Monoclonal Antibodies Treatment Clinical Trial

The data supporting this EUA for bamlanivimab and etesevimab are based on a randomized, double-blind, placebo-controlled clinical trial in 1,035 non-hospitalized adults with mild to moderate COVID-19 symptoms who were at high risk for progressing to severe COVID-19. Of these patients, 518 received a single infusion of bamlanivimab 2,800 milligrams and etesevimab 2,800 milligrams together, and 517 received placebo.

The primary endpoint was COVID-19 related hospitalizations or death by any cause during 29 days of follow-up.  Hospitalization or death occurred in 36 (7%) patients who received placebo compared to 11 (2%) patients treated with bamlanivimab 2,800 milligrams and etesevimab 2,800 milligrams administered together, a 70% reduction. All 10 deaths (2%) deaths occurred in the placebo group. Thus, all-cause death was significantly lower in the bamlanivimab 2,800-milligram and etesevimab 2,800-milligram group than the placebo group.

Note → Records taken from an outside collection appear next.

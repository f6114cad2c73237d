//! Impactor input parameters and their validation.
//!
//! An [`ImpactorSpec`] describes a hypothetical or catalogued near-Earth
//! object: size, bulk density (or explicit mass), encounter velocity,
//! approach geometry, and an optional user-supplied impact location.
//! Validation runs once, before any pipeline stage; every stage after
//! that can assume physically sensible inputs.

use chrono::{DateTime, Utc};
use serde::{Deserialize, Serialize};

use crate::constants::{DEFAULT_IMPACTOR_DENSITY, LUNAR_DISTANCE_KM, SECONDS_PER_DAY};
use crate::error::ImpactError;

/// Input parameters for one impact scenario.
///
/// Exactly one of {explicit mass, diameter + density} determines the mass:
/// when `mass_kg` is absent the energy kernel derives it from the density
/// and the spherical volume of `diameter_m`.
#[derive(Debug, Clone, PartialEq, Serialize, Deserialize)]
pub struct ImpactorSpec {
    /// Object designation, if known (e.g. a catalogue name).
    #[serde(default)]
    pub name: Option<String>,

    /// Diameter in meters. Must be strictly positive.
    pub diameter_m: f64,

    /// Bulk density in kg/m³. Defaults to a stony asteroid (3000).
    #[serde(default = "default_density")]
    pub density_kg_m3: f64,

    /// Explicit mass in kg. When present, overrides diameter + density.
    #[serde(default)]
    pub mass_kg: Option<f64>,

    /// Encounter velocity in km/s. Must be strictly positive.
    pub velocity_km_s: f64,

    /// Nominal approach distance in lunar distances, when the upstream
    /// feed supplies one.
    #[serde(default)]
    pub approach_distance_ld: Option<f64>,

    /// Miss distance from Earth's surface-centered position, in km.
    /// Zero means a direct impact trajectory.
    pub miss_distance_km: f64,

    /// Potentially-hazardous flag from the source catalogue.
    #[serde(default)]
    pub hazardous: bool,

    /// Predicted impact (or closest-approach) instant.
    pub impact_time: DateTime<Utc>,

    /// User-supplied impact latitude in degrees, if any.
    #[serde(default)]
    pub latitude: Option<f64>,

    /// User-supplied impact longitude in degrees, if any.
    #[serde(default)]
    pub longitude: Option<f64>,
}

fn default_density() -> f64 {
    DEFAULT_IMPACTOR_DENSITY
}

impl ImpactorSpec {
    /// Create a spec with the default density and no explicit location.
    pub fn new(
        diameter_m: f64,
        velocity_km_s: f64,
        miss_distance_km: f64,
        impact_time: DateTime<Utc>,
    ) -> Self {
        Self {
            name: None,
            diameter_m,
            density_kg_m3: DEFAULT_IMPACTOR_DENSITY,
            mass_kg: None,
            velocity_km_s,
            approach_distance_ld: None,
            miss_distance_km,
            hazardous: false,
            impact_time,
            latitude: None,
            longitude: None,
        }
    }

    /// Set the object name.
    pub fn named(mut self, name: impl Into<String>) -> Self {
        self.name = Some(name.into());
        self
    }

    /// Override the bulk density.
    pub fn with_density(mut self, density_kg_m3: f64) -> Self {
        self.density_kg_m3 = density_kg_m3;
        self
    }

    /// Supply an explicit mass, bypassing the diameter + density derivation.
    pub fn with_mass(mut self, mass_kg: f64) -> Self {
        self.mass_kg = Some(mass_kg);
        self
    }

    /// Supply a user-chosen impact location.
    pub fn at_coordinates(mut self, latitude: f64, longitude: f64) -> Self {
        self.latitude = Some(latitude);
        self.longitude = Some(longitude);
        self
    }

    /// Set the potentially-hazardous catalogue flag.
    pub fn hazardous(mut self, hazardous: bool) -> Self {
        self.hazardous = hazardous;
        self
    }

    /// Check every physical-range constraint.
    ///
    /// Runs before any stage; a violation aborts the whole pipeline.
    pub fn validate(&self) -> Result<(), ImpactError> {
        if !(self.diameter_m.is_finite() && self.diameter_m > 0.0) {
            return Err(ImpactError::InvalidDiameter(self.diameter_m));
        }
        if !(self.velocity_km_s.is_finite() && self.velocity_km_s > 0.0) {
            return Err(ImpactError::InvalidVelocity(self.velocity_km_s));
        }
        if !(self.density_kg_m3.is_finite() && self.density_kg_m3 > 0.0) {
            return Err(ImpactError::InvalidDensity(self.density_kg_m3));
        }
        if let Some(mass) = self.mass_kg
            && !(mass.is_finite() && mass > 0.0)
        {
            return Err(ImpactError::InvalidMass(mass));
        }
        if !(self.miss_distance_km.is_finite() && self.miss_distance_km >= 0.0) {
            return Err(ImpactError::InvalidMissDistance(self.miss_distance_km));
        }
        if let Some(lat) = self.latitude
            && !(lat.is_finite() && (-90.0..=90.0).contains(&lat))
        {
            return Err(ImpactError::InvalidLatitude(lat));
        }
        if let Some(lon) = self.longitude
            && !(lon.is_finite() && (-180.0..=180.0).contains(&lon))
        {
            return Err(ImpactError::InvalidLongitude(lon));
        }
        Ok(())
    }

    /// Diameter in kilometers.
    pub fn diameter_km(&self) -> f64 {
        self.diameter_m / 1000.0
    }

    /// Miss distance expressed in lunar distances.
    pub fn miss_distance_ld(&self) -> f64 {
        self.miss_distance_km / LUNAR_DISTANCE_KM
    }

    /// Days remaining until the predicted impact instant, measured from
    /// `now`. Negative when the impact time is in the past.
    pub fn days_until_impact(&self, now: DateTime<Utc>) -> f64 {
        let seconds = (self.impact_time - now).num_milliseconds() as f64 / 1000.0;
        seconds / SECONDS_PER_DAY
    }

    /// True when the spec carries user-supplied coordinates.
    pub fn has_coordinates(&self) -> bool {
        self.latitude.is_some() && self.longitude.is_some()
    }
}

#[cfg(test)]
mod tests {
    use super::*;
    use chrono::TimeZone;

    fn impact_time() -> DateTime<Utc> {
        Utc.with_ymd_and_hms(2031, 4, 13, 21, 46, 0).unwrap()
    }

    #[test]
    fn test_valid_spec_passes() {
        let spec = ImpactorSpec::new(500.0, 30.2, 25000.0, impact_time());
        assert!(spec.validate().is_ok());
        assert_eq!(spec.density_kg_m3, DEFAULT_IMPACTOR_DENSITY);
    }

    #[test]
    fn test_nonpositive_diameter_rejected() {
        let spec = ImpactorSpec::new(0.0, 25.0, 0.0, impact_time());
        assert_eq!(spec.validate(), Err(ImpactError::InvalidDiameter(0.0)));

        let spec = ImpactorSpec::new(-10.0, 25.0, 0.0, impact_time());
        assert_eq!(spec.validate(), Err(ImpactError::InvalidDiameter(-10.0)));
    }

    #[test]
    fn test_nonpositive_velocity_rejected() {
        let spec = ImpactorSpec::new(100.0, 0.0, 0.0, impact_time());
        assert_eq!(spec.validate(), Err(ImpactError::InvalidVelocity(0.0)));
    }

    #[test]
    fn test_negative_miss_distance_rejected() {
        let spec = ImpactorSpec::new(100.0, 25.0, -1.0, impact_time());
        assert_eq!(spec.validate(), Err(ImpactError::InvalidMissDistance(-1.0)));
    }

    #[test]
    fn test_out_of_range_coordinates_rejected() {
        let spec = ImpactorSpec::new(100.0, 25.0, 0.0, impact_time()).at_coordinates(91.0, 0.0);
        assert_eq!(spec.validate(), Err(ImpactError::InvalidLatitude(91.0)));

        let spec = ImpactorSpec::new(100.0, 25.0, 0.0, impact_time()).at_coordinates(0.0, -181.0);
        assert_eq!(spec.validate(), Err(ImpactError::InvalidLongitude(-181.0)));
    }

    #[test]
    fn test_boundary_coordinates_accepted() {
        let spec = ImpactorSpec::new(100.0, 25.0, 0.0, impact_time()).at_coordinates(-90.0, 180.0);
        assert!(spec.validate().is_ok());
    }

    #[test]
    fn test_explicit_nonfinite_mass_rejected() {
        let spec = ImpactorSpec::new(100.0, 25.0, 0.0, impact_time()).with_mass(f64::NAN);
        assert!(matches!(
            spec.validate(),
            Err(ImpactError::InvalidMass(_))
        ));
    }

    #[test]
    fn test_days_until_impact() {
        let spec = ImpactorSpec::new(100.0, 25.0, 0.0, impact_time());
        let now = impact_time() - chrono::Duration::days(30);
        let days = spec.days_until_impact(now);
        assert!((days - 30.0).abs() < 1e-6, "got {days}");
    }

    #[test]
    fn test_miss_distance_in_lunar_distances() {
        let spec = ImpactorSpec::new(100.0, 25.0, LUNAR_DISTANCE_KM, impact_time());
        assert!((spec.miss_distance_ld() - 1.0).abs() < 1e-12);
    }

    #[test]
    fn test_deserializes_with_defaults() {
        let json = r#"{
            "diameter_m": 140.0,
            "velocity_km_s": 19.3,
            "miss_distance_km": 31000.0,
            "impact_time": "2029-04-13T21:46:00Z"
        }"#;
        let spec: ImpactorSpec = serde_json::from_str(json).unwrap();
        assert_eq!(spec.density_kg_m3, DEFAULT_IMPACTOR_DENSITY);
        assert_eq!(spec.mass_kg, None);
        assert!(!spec.hazardous);
        assert!(spec.validate().is_ok());
    }
}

“The authorized dosage of 700 milligrams bamlanivimab and 1400 milligrams etesevimab administered together is based on analyses of available preclinical, clinical, and virologic data, as well as pharmacokinetic and pharmacodynamic modeling, which, in totality, support that the authorized dosage is expected to have a similar clinical and virologic effect to 2,800 milligrams bamlanivimab and 2,800 milligrams etesevimab administered together,” – said in the article.

While bamlanivimab and etesevimab administered together resulted in a lower risk of resistant viruses developing during treatment compared with bamlanivimab administered alone, both treatments are expected to benefit patients at high risk of disease progression. At present, both 700 milligrams bamlanivimab alone as well as 700 milligrams bamlanivimab and 1,400 milligrams etesevimab administered together will be available under an EUA.